Asthma can be triggered by allergies, house dust mites (HDM), oxidative stress, smoking and infections. These risk factors induce an immune response to the initial initiation of T cells by antigen presenting cells (APCs), mainly dendritic cells and bronchial epithelial cells (BECs) (Liu et al., 2020). Several studies have found that BECs can present antigen to T cells and promote the antigen presentation process and subsequent T cell proliferation and differentiation under the action of certain genes, playing a key role in the sensitization and pathogenesis of asthma (Lambrecht and Hammad, 2012; Qu et al., 2013; Lee et al., 2017; Liu et al., 2018).
The germinal center kinase family regulates a variety of cellular processes, including cell growth and differentiation, gene transcription, and immune and stress responses, through the mitogen-activated protein kinase pathways (Fu et al., 1999; Yin et al., 2012). As a member of the germinal center kinase family, misshapen like kinase 1 (MINK1), is a serine-threonine kinase (Dan et al., 2000). MINK1 negatively regulates Th17 differentiation through direct phosphorylation of SMAD2 at T324 residues (Fu et al., 2017). In addition, in animal models of experimental autoimmune encephalomyelitis (EAE), MINK1 deficiency increases IL-17 levels, promoting Th17-dependent inflammation and exacerbating the severity of EAE (Fu et al., 2017). Therefore, we hypothesized that MINK1 is involved in asthma by regulating Th17 cell differentiation and may be a therapeutic target for Th17-dominant asthma.
In addition to genetics, environmental influences also play a role in asthma development, which may be regulated by epigenetic mechanisms (Reese et al., 2019). The epigenetic regulatory mechanisms of asthma include DNA methylation, and the methyl-CpG binding domain (MBD) family of proteins play a “reader” and regulatory role as a key bridge in the process of DNA methylation, and MBD2 is a member of the family (Horsburgh et al., 2015; Shen et al., 2020). MBD2 has been reported to be involved in the pathogenesis of experimental colitis, rheumatoid arthritis, lupus nephritis and other immune diseases (Liu et al., 2011; Zhang et al., 2017; Jones et al., 2020). Zhong et al. found that MBD2 deletion leads to failure to read methylation information, which disrupts T-bet/Hlx homeostasis and leads to reduced differentiation of Th17 cells, thereby playing a protective role in EAE (Zhong et al., 2014). Previous studies have shown that MBD2 is involved in neutrophil-dominant asthma and positively regulates Th17 cell differentiation (Jia et al., 2017; Sun et al., 2018). At present, Th17-mediated asthma is more likely to develop into severe asthma due to poor response to glucocorticoids, and MBD2 may also have a potential therapeutic effect on severe asthma.

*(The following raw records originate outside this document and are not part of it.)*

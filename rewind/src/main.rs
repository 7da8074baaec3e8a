//! Reversible single-file code mutation.
//!
//! `rewind apply` asks the configured generator for new content of one file,
//! writes it, runs the verifier, and restores the file if verification fails.
//! `rewind status` shows the tree state and stashes left by earlier attempts.

use std::path::{Path, PathBuf};

use anyhow::{Context, Result};
use clap::{Args, Parser, Subcommand};
use serde::Serialize;
use tracing::debug;

use rewind::attempt::{AttemptRequest, run_attempt};
use rewind::exit_codes;
use rewind::guard::TerminalOperator;
use rewind::io::config::{CONFIG_FILE_NAME, DirtyPolicy, LockMode, RewindConfig, load_config};
use rewind::io::generator::CommandGenerator;
use rewind::io::git::Git;
use rewind::io::verifier::ConfiguredVerifier;
use rewind::logging;
use rewind::status::{collect_status, render_status};

#[derive(Parser)]
#[command(
    name = "rewind",
    version,
    about = "Generate, verify, and roll back single-file code changes"
)]
struct Cli {
    /// Working tree to operate on.
    #[arg(short = 'C', long = "root", global = true, default_value = ".")]
    root: PathBuf,

    /// Config file (defaults to `rewind.toml` in the working tree).
    #[arg(long, global = true)]
    config: Option<PathBuf>,

    /// Print machine-readable JSON on stdout; operator messages go to stderr.
    #[arg(long, global = true)]
    json: bool,

    #[command(subcommand)]
    command: Command,
}

#[derive(Subcommand)]
enum Command {
    /// Run one attempt: generate, write, verify, roll back on failure.
    Apply(ApplyArgs),
    /// Show uncommitted changes, rewind stashes and recent attempts.
    Status {
        /// Number of recent attempts to list.
        #[arg(long, default_value_t = 5)]
        recent: usize,
    },
}

#[derive(Args)]
struct ApplyArgs {
    /// What the generated content should do.
    task: String,

    /// Target file, relative to the working tree.
    #[arg(short, long)]
    file: PathBuf,

    /// Override `dirty_tree` from the config.
    #[arg(long, value_enum)]
    dirty: Option<DirtyPolicy>,

    /// Override `lock` from the config.
    #[arg(long, value_enum)]
    lock: Option<LockMode>,
}

#[derive(Serialize)]
struct ErrorOutput<'a> {
    error: rewind::core::types::FailureKind,
    message: &'a str,
}

fn main() {
    logging::init();
    let code = match run() {
        Ok(code) => code,
        Err(err) => {
            eprintln!("{:#}", err);
            exit_codes::INVALID
        }
    };
    std::process::exit(code);
}

fn run() -> Result<i32> {
    let cli = Cli::parse();
    let root = cli
        .root
        .canonicalize()
        .with_context(|| format!("resolve working tree {}", cli.root.display()))?;
    let git = Git::new(&root);
    git.ensure_repository()?;

    match cli.command {
        Command::Apply(args) => cmd_apply(&git, &root, cli.config.as_deref(), cli.json, args),
        Command::Status { recent } => cmd_status(&git, recent, cli.json),
    }
}

fn cmd_apply(
    git: &Git,
    root: &Path,
    config_path: Option<&Path>,
    json: bool,
    args: ApplyArgs,
) -> Result<i32> {
    let cfg = resolve_config(root, config_path, &args)?;
    let generator = CommandGenerator::from_env(&cfg.generator, cfg.output_limit_bytes)
        .context("configure generator")?;
    let verifier = ConfiguredVerifier::from_command(&cfg.verifier.command)
        .context("configure verifier")?;
    let operator = if json {
        TerminalOperator::stderr()
    } else {
        TerminalOperator::stdout()
    };
    let request = AttemptRequest::from_config(root, args.task, args.file, &cfg);

    // SIGINT/SIGTERM stop the running child; a written target is then rolled back.
    let cancel = request.cancel.clone();
    ctrlc::set_handler(move || {
        eprintln!("Interrupted; stopping the attempt.");
        cancel.cancel();
    })
    .context("install interrupt handler")?;

    match run_attempt(git, &generator, &verifier, &operator, &request) {
        Ok(report) => {
            if json {
                println!("{}", serde_json::to_string_pretty(&report)?);
            }
            Ok(exit_codes::for_outcome(report.outcome))
        }
        Err(err) => {
            let message = err.to_string();
            if err.is_fatal() {
                eprintln!("!!! {message}");
                eprintln!("!!! Inspect the working tree before running rewind again.");
            } else {
                eprintln!("{message}");
            }
            if json {
                let out = ErrorOutput {
                    error: err.kind(),
                    message: &message,
                };
                println!("{}", serde_json::to_string_pretty(&out)?);
            }
            Ok(exit_codes::for_failure(err.kind()))
        }
    }
}

fn cmd_status(git: &Git, recent: usize, json: bool) -> Result<i32> {
    let report = collect_status(git, recent)?;
    if json {
        println!("{}", serde_json::to_string_pretty(&report)?);
    } else {
        print!("{}", render_status(&report));
    }
    Ok(exit_codes::OK)
}

/// Load the config file and apply CLI overrides.
fn resolve_config(root: &Path, config_path: Option<&Path>, args: &ApplyArgs) -> Result<RewindConfig> {
    let path = config_path
        .map(Path::to_path_buf)
        .unwrap_or_else(|| root.join(CONFIG_FILE_NAME));
    debug!(path = %path.display(), "loading config");
    let mut cfg = load_config(&path)?;
    if let Some(dirty) = args.dirty {
        cfg.dirty_tree = dirty;
    }
    if let Some(lock) = args.lock {
        cfg.lock = lock;
    }
    Ok(cfg)
}
//! Error kinds surfaced at the attempt boundary.
//!
//! Adapters return `anyhow::Result` with context; the attempt controller sorts
//! those failures into [`MutationError`] so callers can tell a recoverable
//! outcome from one that needs the operator.

use std::path::PathBuf;

use crate::core::machine::TransitionError;
use crate::core::types::{Failure, FailureKind, StashRecord};
use crate::io::lock::LockBusy;

#[derive(Debug, thiserror::Error)]
pub enum MutationError {
    /// No repository, unusable config, missing credentials, invalid target.
    #[error("configuration error: {0:#}")]
    Configuration(anyhow::Error),

    /// The tree is dirty and the policy (or the operator) refused to continue.
    #[error("aborted: {reason}")]
    DirtyTreeDeclined { reason: String },

    #[error("{0}")]
    Busy(LockBusy),

    #[error("generation failed: {0}")]
    Generation(String),

    #[error("apply failed: {0}")]
    Apply(String),

    #[error("verification failed: {0}")]
    Verification(String),

    #[error("attempt cancelled: {0}")]
    Cancelled(String),

    /// Restoring the target failed; the tree may be inconsistent.
    #[error(
        "ROLLBACK FAILED for {}: {cause:#}{}",
        .target.display(),
        stash_note(.stash.as_ref())
    )]
    Rollback {
        target: PathBuf,
        stash: Option<StashRecord>,
        cause: anyhow::Error,
    },

    #[error("internal error: {0}")]
    Transition(#[from] TransitionError),
}

fn stash_note(stash: Option<&StashRecord>) -> String {
    match stash {
        Some(record) => format!(
            " (your earlier changes are stashed as '{}', restore with `{}`)",
            record.label,
            record.restore_hint()
        ),
        None => String::new(),
    }
}

impl MutationError {
    pub fn kind(&self) -> FailureKind {
        match self {
            MutationError::Configuration(_) | MutationError::Transition(_) => {
                FailureKind::Configuration
            }
            MutationError::DirtyTreeDeclined { .. } => FailureKind::DirtyTreeDeclined,
            MutationError::Busy(_) => FailureKind::Busy,
            MutationError::Generation(_) => FailureKind::Generation,
            MutationError::Apply(_) => FailureKind::Apply,
            MutationError::Verification(_) => FailureKind::Verification,
            MutationError::Cancelled(_) => FailureKind::Cancelled,
            MutationError::Rollback { .. } => FailureKind::Rollback,
        }
    }

    /// True for errors that leave the tree needing manual attention.
    pub fn is_fatal(&self) -> bool {
        matches!(self, MutationError::Rollback { .. })
    }

    /// Record form for attempt reports.
    pub fn to_failure(&self) -> Failure {
        let reason = match self {
            MutationError::Generation(reason)
            | MutationError::Apply(reason)
            | MutationError::Verification(reason)
            | MutationError::Cancelled(reason) => reason.clone(),
            other => other.to_string(),
        };
        Failure::new(self.kind(), reason)
    }
}

#[cfg(test)]
mod tests {
    use super::*;
    use anyhow::anyhow;

    #[test]
    fn rollback_error_names_target_and_stash() {
        let err = MutationError::Rollback {
            target: PathBuf::from("src/app.tsx"),
            stash: Some(StashRecord {
                label: "rewind: 1 before src/app.tsx".to_string(),
                commit: "abc123".to_string(),
            }),
            cause: anyhow!("git checkout failed"),
        };
        let msg = err.to_string();
        assert!(msg.contains("ROLLBACK FAILED for src/app.tsx"));
        assert!(msg.contains("git checkout failed"));
        assert!(msg.contains("git stash apply abc123"));
        assert!(err.is_fatal());
        assert_eq!(err.kind(), FailureKind::Rollback);
    }

    #[test]
    fn recoverable_failures_keep_bare_reason() {
        let failure = MutationError::Verification("build broke".to_string()).to_failure();
        assert_eq!(failure, Failure::new(FailureKind::Verification, "build broke"));
    }
}
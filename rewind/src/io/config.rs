//! Workflow configuration stored in `rewind.toml` at the working-tree root.

use std::fs;
use std::path::Path;
use std::time::Duration;

use anyhow::{Context, Result, anyhow};
use serde::{Deserialize, Serialize};
use tracing::debug;

/// File name looked up under the working-tree root when `--config` is not given.
pub const CONFIG_FILE_NAME: &str = "rewind.toml";

/// Default instruction handed to the generator; `task` and `target` are filled in.
pub const DEFAULT_PROMPT_TEMPLATE: &str = "\
Implement this task in '{{ target }}': {{ task }}

Output ONLY the complete contents of the file. Do not include markdown blocks.
";

/// What to do when the working tree has uncommitted changes at start.
#[derive(Debug, Clone, Copy, PartialEq, Eq, Serialize, Deserialize, clap::ValueEnum)]
#[serde(rename_all = "lowercase")]
pub enum DirtyPolicy {
    /// Ask the operator; yes stashes, no aborts.
    Prompt,
    /// Stash everything (untracked included) without asking.
    Stash,
    /// Refuse to run.
    Abort,
    /// Leave unrelated changes in place; still refuses if the target itself is dirty.
    Proceed,
}

/// How to react when another attempt holds the work-tree lock.
#[derive(Debug, Clone, Copy, PartialEq, Eq, Serialize, Deserialize, clap::ValueEnum)]
#[serde(rename_all = "lowercase")]
pub enum LockMode {
    /// Reject the second attempt immediately.
    Fail,
    /// Block until the lock is released.
    Wait,
}

/// Workflow configuration (TOML).
///
/// Missing fields take the defaults below; CLI flags override file values.
#[derive(Debug, Clone, Serialize, Deserialize, PartialEq, Eq)]
#[serde(default)]
pub struct RewindConfig {
    pub dirty_tree: DirtyPolicy,

    pub lock: LockMode,

    /// Remove directories the applicator created when rolling back a new file.
    pub remove_created_dirs: bool,

    /// Truncate generator/verifier output beyond this many bytes.
    pub output_limit_bytes: usize,

    pub generator: GeneratorConfig,

    pub verifier: VerifierConfig,
}

/// Settings for the external change generator.
///
/// Environment variables are read once, when the generator is constructed from
/// this config, never ad hoc during an attempt.
#[derive(Debug, Clone, Serialize, Deserialize, PartialEq, Eq)]
#[serde(default)]
pub struct GeneratorConfig {
    /// Command to execute; the rendered prompt is written to its stdin.
    pub command: Vec<String>,

    /// minijinja template for the prompt (`task`, `target` are available).
    pub prompt_template: String,

    /// Environment variables that must be set (e.g. API keys).
    pub required_env: Vec<String>,

    pub timeout_secs: u64,
}

#[derive(Debug, Clone, Serialize, Deserialize, PartialEq, Eq)]
#[serde(default)]
pub struct VerifierConfig {
    /// Command to run after the write (e.g. `["pnpm","build"]`).
    ///
    /// Empty means the built-in check: the target exists and is non-empty.
    pub command: Vec<String>,

    pub timeout_secs: u64,
}

impl Default for RewindConfig {
    fn default() -> Self {
        Self {
            dirty_tree: DirtyPolicy::Prompt,
            lock: LockMode::Fail,
            remove_created_dirs: true,
            output_limit_bytes: 1_000_000,
            generator: GeneratorConfig::default(),
            verifier: VerifierConfig::default(),
        }
    }
}

impl Default for GeneratorConfig {
    fn default() -> Self {
        Self {
            command: vec!["claude".to_string(), "-p".to_string()],
            prompt_template: DEFAULT_PROMPT_TEMPLATE.to_string(),
            required_env: vec!["ANTHROPIC_API_KEY".to_string()],
            timeout_secs: 5 * 60,
        }
    }
}

impl Default for VerifierConfig {
    fn default() -> Self {
        Self {
            command: Vec::new(),
            timeout_secs: 30 * 60,
        }
    }
}

impl GeneratorConfig {
    pub fn timeout(&self) -> Duration {
        Duration::from_secs(self.timeout_secs)
    }
}

impl VerifierConfig {
    pub fn timeout(&self) -> Duration {
        Duration::from_secs(self.timeout_secs)
    }
}

impl RewindConfig {
    pub fn validate(&self) -> Result<()> {
        if self.output_limit_bytes == 0 {
            return Err(anyhow!("output_limit_bytes must be > 0"));
        }
        if self.generator.command.is_empty() || self.generator.command[0].trim().is_empty() {
            return Err(anyhow!("generator.command must be a non-empty array"));
        }
        if self.generator.prompt_template.trim().is_empty() {
            return Err(anyhow!("generator.prompt_template must not be empty"));
        }
        if self.generator.timeout_secs == 0 {
            return Err(anyhow!("generator.timeout_secs must be > 0"));
        }
        if self
            .generator
            .required_env
            .iter()
            .any(|name| name.trim().is_empty())
        {
            return Err(anyhow!("generator.required_env entries must be non-empty"));
        }
        if let Some(first) = self.verifier.command.first()
            && first.trim().is_empty()
        {
            return Err(anyhow!("verifier.command[0] must be non-empty"));
        }
        if self.verifier.timeout_secs == 0 {
            return Err(anyhow!("verifier.timeout_secs must be > 0"));
        }
        Ok(())
    }
}

/// Load config from a TOML file.
///
/// If the file is missing, returns `RewindConfig::default()`.
pub fn load_config(path: &Path) -> Result<RewindConfig> {
    if !path.exists() {
        debug!(path = %path.display(), "config missing, using defaults");
        let cfg = RewindConfig::default();
        cfg.validate()?;
        return Ok(cfg);
    }
    let contents = fs::read_to_string(path).with_context(|| format!("read {}", path.display()))?;
    let cfg: RewindConfig =
        toml::from_str(&contents).with_context(|| format!("parse {}", path.display()))?;
    cfg.validate()
        .with_context(|| format!("invalid config {}", path.display()))?;
    Ok(cfg)
}

/// Atomically write config to disk (temp file + rename).
pub fn write_config(path: &Path, cfg: &RewindConfig) -> Result<()> {
    cfg.validate()?;
    let mut buf = toml::to_string_pretty(cfg).context("serialize config toml")?;
    buf.push('\n');
    let parent = path
        .parent()
        .with_context(|| format!("config path missing parent {}", path.display()))?;
    fs::create_dir_all(parent).with_context(|| format!("create directory {}", parent.display()))?;
    let tmp_path = path.with_extension("toml.tmp");
    fs::write(&tmp_path, buf).with_context(|| format!("write temp config {}", tmp_path.display()))?;
    fs::rename(&tmp_path, path).with_context(|| format!("replace config {}", path.display()))?;
    Ok(())
}

#[cfg(test)]
mod tests {
    use super::*;

    #[test]
    fn load_missing_returns_default() {
        let temp = tempfile::tempdir().expect("tempdir");
        let cfg = load_config(&temp.path().join("missing.toml")).expect("load");
        assert_eq!(cfg, RewindConfig::default());
    }

    #[test]
    fn write_then_load_round_trips() {
        let temp = tempfile::tempdir().expect("tempdir");
        let path = temp.path().join(CONFIG_FILE_NAME);
        let mut cfg = RewindConfig::default();
        cfg.dirty_tree = DirtyPolicy::Stash;
        cfg.verifier.command = vec!["pnpm".to_string(), "build".to_string()];
        write_config(&path, &cfg).expect("write");
        let loaded = load_config(&path).expect("load");
        assert_eq!(loaded, cfg);
    }

    #[test]
    fn partial_file_fills_defaults() {
        let temp = tempfile::tempdir().expect("tempdir");
        let path = temp.path().join(CONFIG_FILE_NAME);
        fs::write(
            &path,
            "dirty_tree = \"abort\"\n\n[verifier]\ncommand = [\"just\", \"ci\"]\n",
        )
        .expect("write");
        let cfg = load_config(&path).expect("load");
        assert_eq!(cfg.dirty_tree, DirtyPolicy::Abort);
        assert_eq!(cfg.lock, LockMode::Fail);
        assert_eq!(cfg.verifier.command, vec!["just", "ci"]);
        assert_eq!(cfg.verifier.timeout_secs, 30 * 60);
        assert_eq!(cfg.generator, GeneratorConfig::default());
    }

    #[test]
    fn rejects_zero_timeouts() {
        let mut cfg = RewindConfig::default();
        cfg.generator.timeout_secs = 0;
        assert!(cfg.validate().is_err());

        let mut cfg = RewindConfig::default();
        cfg.verifier.timeout_secs = 0;
        assert!(cfg.validate().is_err());
    }

    #[test]
    fn rejects_empty_generator_command() {
        let mut cfg = RewindConfig::default();
        cfg.generator.command.clear();
        let err = cfg.validate().unwrap_err();
        assert!(err.to_string().contains("generator.command"));
    }
}
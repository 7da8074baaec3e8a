//! Target path normalization.
//!
//! The workflow mutates exactly one path inside the working tree. Targets are
//! reduced to a clean relative form here so that the applicator, git and the
//! rollback step all agree on which file they touch.

use std::path::{Component, Path, PathBuf};

#[derive(Debug, Clone, PartialEq, Eq, thiserror::Error)]
pub enum TargetError {
    #[error("target path is empty")]
    Empty,
    #[error("target {0} is outside the working tree")]
    OutsideRoot(PathBuf),
    #[error("target {0} names the working tree root, not a file")]
    IsRoot(PathBuf),
    #[error("target {0} is inside the .git directory")]
    InsideGitDir(PathBuf),
}

/// Reduce `target` to a path relative to `root`.
///
/// Absolute targets must start with `root`. `.` components are dropped and `..`
/// components may not climb above the root.
pub fn normalize_target(root: &Path, target: &Path) -> Result<PathBuf, TargetError> {
    if target.as_os_str().is_empty() {
        return Err(TargetError::Empty);
    }

    let relative = if target.is_absolute() {
        target
            .strip_prefix(root)
            .map_err(|_| TargetError::OutsideRoot(target.to_path_buf()))?
    } else {
        target
    };

    let mut parts: Vec<&std::ffi::OsStr> = Vec::new();
    for component in relative.components() {
        match component {
            Component::CurDir => {}
            Component::Normal(part) => parts.push(part),
            Component::ParentDir => {
                if parts.pop().is_none() {
                    return Err(TargetError::OutsideRoot(target.to_path_buf()));
                }
            }
            Component::RootDir | Component::Prefix(_) => {
                return Err(TargetError::OutsideRoot(target.to_path_buf()));
            }
        }
    }

    if parts.is_empty() {
        return Err(TargetError::IsRoot(target.to_path_buf()));
    }
    if parts[0] == ".git" {
        return Err(TargetError::InsideGitDir(target.to_path_buf()));
    }

    Ok(parts.iter().collect())
}

/// Render a normalized relative path with `/` separators, as git expects in revspecs.
pub fn git_path(relative: &Path) -> String {
    relative
        .components()
        .map(|c| c.as_os_str().to_string_lossy())
        .collect::<Vec<_>>()
        .join("/")
}

#[cfg(test)]
mod tests {
    use super::*;

    #[test]
    fn keeps_simple_relative_path() {
        let out = normalize_target(Path::new("/repo"), Path::new("src/lib.rs")).expect("ok");
        assert_eq!(out, PathBuf::from("src/lib.rs"));
    }

    #[test]
    fn strips_root_from_absolute_target() {
        let out =
            normalize_target(Path::new("/repo"), Path::new("/repo/components/a.tsx")).expect("ok");
        assert_eq!(out, PathBuf::from("components/a.tsx"));
    }

    #[test]
    fn collapses_dot_and_inner_parent_components() {
        let out = normalize_target(Path::new("/repo"), Path::new("./src/../lib/./x.rs")).expect("ok");
        assert_eq!(out, PathBuf::from("lib/x.rs"));
    }

    #[test]
    fn rejects_escape_through_parent() {
        let err = normalize_target(Path::new("/repo"), Path::new("../other/x.rs")).unwrap_err();
        assert!(matches!(err, TargetError::OutsideRoot(_)));
    }

    #[test]
    fn rejects_absolute_path_elsewhere() {
        let err = normalize_target(Path::new("/repo"), Path::new("/etc/passwd")).unwrap_err();
        assert!(matches!(err, TargetError::OutsideRoot(_)));
    }

    #[test]
    fn rejects_root_and_empty() {
        assert_eq!(
            normalize_target(Path::new("/repo"), Path::new("")),
            Err(TargetError::Empty)
        );
        assert!(matches!(
            normalize_target(Path::new("/repo"), Path::new("a/..")),
            Err(TargetError::IsRoot(_))
        ));
    }

    #[test]
    fn rejects_git_internals() {
        let err = normalize_target(Path::new("/repo"), Path::new(".git/config")).unwrap_err();
        assert!(matches!(err, TargetError::InsideGitDir(_)));
    }

    #[test]
    fn git_path_uses_forward_slashes() {
        assert_eq!(git_path(Path::new("a/b/c.rs")), "a/b/c.rs");
    }
}
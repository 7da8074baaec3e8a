//! Development-time tracing for debugging rewind.
//!
//! # Separation of Concerns
//!
//! - **Tracing (this module)**: Dev diagnostics via `RUST_LOG`, output to stderr.
//!   Not persisted, not part of the operator-facing output.
//!
//! - **Operator messages (`guard::Operator`)**: Progress and outcome lines on
//!   stdout, plus attempt records under `<git-dir>/rewind/attempts/`. Always
//!   produced, unaffected by `RUST_LOG`.

use tracing_subscriber::{EnvFilter, fmt, layer::SubscriberExt, util::SubscriberInitExt};

/// Initialize tracing subscriber for development logging.
///
/// Reads `RUST_LOG` env var. Defaults to `warn` if unset.
/// Output: stderr, compact format.
///
/// # Example
/// ```bash
/// RUST_LOG=rewind=debug rewind apply "add a footer" --file src/footer.tsx
/// ```
pub fn init() {
    let filter = EnvFilter::try_from_default_env().unwrap_or_else(|_| EnvFilter::new("warn"));

    tracing_subscriber::registry()
        .with(filter)
        .with(fmt::layer().with_writer(std::io::stderr).compact())
        .init();
}
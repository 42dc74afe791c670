//! Command-line interface for inkdown
//! This binary converts design-token exports and Markdown documents into
//! publishable formats.
//!
//! Usage:
//!   inkdown tokens [input] [-o output]          - Flatten a token export to Markdown
//!   inkdown convert <input> [-t theme]          - Convert a Markdown file to PDF
//!   inkdown batch <directory> [--recursive]     - Convert every Markdown file in a directory
//!   inkdown preview <input> [-t theme]          - Render a styled HTML preview
//!   inkdown themes                              - List available themes

use clap::{Arg, ArgAction, Command};

mod commands;

fn main() {
    let matches = build_command().get_matches();

    init_logging(matches.get_flag("verbose"));

    let result = match matches.subcommand() {
        Some(("tokens", sub)) => commands::handle_tokens_command(sub),
        Some(("convert", sub)) => commands::handle_convert_command(sub),
        Some(("batch", sub)) => commands::handle_batch_command(sub),
        Some(("preview", sub)) => commands::handle_preview_command(sub),
        Some(("themes", _)) => commands::handle_themes_command(),
        _ => unreachable!("subcommand is required"),
    };

    if let Err(message) = result {
        eprintln!("Error: {}", message);
        std::process::exit(1);
    }
}

fn build_command() -> Command {
    Command::new("inkdown")
        .version(env!("CARGO_PKG_VERSION"))
        .about("A tool for converting design-token exports and Markdown documents")
        .subcommand_required(true)
        .arg_required_else_help(true)
        .arg(
            Arg::new("config")
                .long("config")
                .global(true)
                .value_name("FILE")
                .help("Configuration file layered over the built-in defaults"),
        )
        .arg(
            Arg::new("verbose")
                .long("verbose")
                .short('v')
                .global(true)
                .action(ArgAction::SetTrue)
                .help("Enable informational logging"),
        )
        .subcommand(
            Command::new("tokens")
                .about("Flatten a design-token export into Markdown tables")
                .arg(
                    Arg::new("input")
                        .help("Variables export (JSON); defaults to the configured path")
                        .index(1),
                )
                .arg(
                    Arg::new("output")
                        .long("output")
                        .short('o')
                        .value_name("FILE")
                        .help("Output Markdown file"),
                )
                .arg(
                    Arg::new("container")
                        .long("container")
                        .value_name("NAME")
                        .help("Container entry at the export's root"),
                )
                .arg(
                    Arg::new("mode")
                        .long("mode")
                        .value_name("NAME")
                        .help("Mode whose token tree is flattened"),
                ),
        )
        .subcommand(
            Command::new("convert")
                .about("Convert a Markdown file to PDF")
                .arg(
                    Arg::new("input")
                        .help("Markdown file to convert")
                        .required(true)
                        .index(1),
                )
                .arg(
                    Arg::new("output")
                        .long("output")
                        .short('o')
                        .value_name("FILE")
                        .help("Output path (default: input with .pdf extension)"),
                )
                .arg(
                    Arg::new("preview")
                        .long("preview")
                        .action(ArgAction::SetTrue)
                        .help("Write a styled HTML preview instead of a PDF"),
                )
                .args(styling_args()),
        )
        .subcommand(
            Command::new("batch")
                .about("Convert every Markdown file in a directory")
                .arg(
                    Arg::new("directory")
                        .help("Directory to scan for Markdown files")
                        .required(true)
                        .index(1),
                )
                .arg(
                    Arg::new("output-dir")
                        .long("output-dir")
                        .short('o')
                        .value_name("DIR")
                        .help("Directory for the generated PDFs (mirrors the input layout)"),
                )
                .arg(
                    Arg::new("recursive")
                        .long("recursive")
                        .short('r')
                        .action(ArgAction::SetTrue)
                        .help("Descend into subdirectories"),
                )
                .args(styling_args()),
        )
        .subcommand(
            Command::new("preview")
                .about("Render a styled HTML preview of a Markdown file")
                .arg(
                    Arg::new("input")
                        .help("Markdown file to preview")
                        .required(true)
                        .index(1),
                )
                .arg(
                    Arg::new("output")
                        .long("output")
                        .short('o')
                        .value_name("FILE")
                        .help("Output path (default: input with .html extension)"),
                )
                .args(styling_args()),
        )
        .subcommand(Command::new("themes").about("List available themes"))
}

/// Styling flags shared by the conversion subcommands.
fn styling_args() -> Vec<Arg> {
    vec![
        Arg::new("theme")
            .long("theme")
            .short('t')
            .value_name("NAME")
            .help("Theme name (see `inkdown themes`)"),
        Arg::new("css")
            .long("css")
            .short('c')
            .value_name("FILE")
            .help("Custom CSS file appended after the theme sheet"),
        Arg::new("custom-css")
            .long("custom-css")
            .value_name("CSS")
            .help("Inline CSS appended after every other layer"),
        Arg::new("title")
            .long("title")
            .value_name("TITLE")
            .help("Document title (default: first heading)"),
    ]
}

fn init_logging(verbose: bool) {
    let level = if verbose {
        log::LevelFilter::Info
    } else {
        log::LevelFilter::Warn
    };
    env_logger::Builder::from_default_env()
        .filter_level(level)
        .init();
}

A previous study showed that MBD2 was significantly increased in patients with Th17 severe asthma compared to healthy controls and patients with asthma (Chen et al., 2021). In this study, we aimed to determine the role of MBD2 and MINK1 in Th17-dominant asthma. We induced Th17-dominant asthma mouse and BECs models and found that MBD2 was significantly increased in vivo and in vitro, while MINK1 was decreased, and there was a reverse expression between MBD2 and MINK1. In addition, we also investigated the effect of MBD2 intervention on MINK1 expression and Th17 cell differentiation and found that MBD2 deletion promoted MINK1 expression and inhibited Th17 cell differentiation and IL-17 release. Taken together, these data suggested that MBD2 might promote Th17 cell differentiation by inhibiting MINK1, thereby exacerbating the severity of asthma.
2 Materials and methods
2.1 Animal model
Female C57BL/6 mice (6–7 weeks old, 18–20 g) were provided by the animal center of the Second Xiangya Hospital of Central South University (Changsha, China) and maintained under specific pathogen-free conditions. All experimental protocols were approved by the Animal Care and Use Committee of the Second Xiangya Hospital of Central South University and were conducted in accordance with the guiding principles of the institution. The establishment of a Th17-dominant asthma mouse model was consistent with previous reports (Daan de Boer et al., 2013; Jia et al., 2017). Animals in the Th17-dominant asthma group (n = 6/group) were given an intraperitoneal sensitization injection containing 100 μg of ovalbumin (1 mg/ml, OVA, Grade V, Sigma Aldrich), 100 μg of HDM (10 mg/ml, Greer Laboratories, United States ) and 15 μg of lipopolysaccharide (1 mg/ml, LPS, Sigma Aldrich) with 2 mg of aluminum hydroxide (Sigma Aldrich) dissolved in 200 μL of saline on days 0,1 and 2. On days 14, 15, 18, and 19, the animals were challenged with 6% OVA solution atomized for 30 min before 100 μg/10 μL HDM was administered intranasally. The normal control group was sensitized and atomized with saline only, but the injection time, location, dose and atomization time were the same as those in the Th17-dominant asthma group.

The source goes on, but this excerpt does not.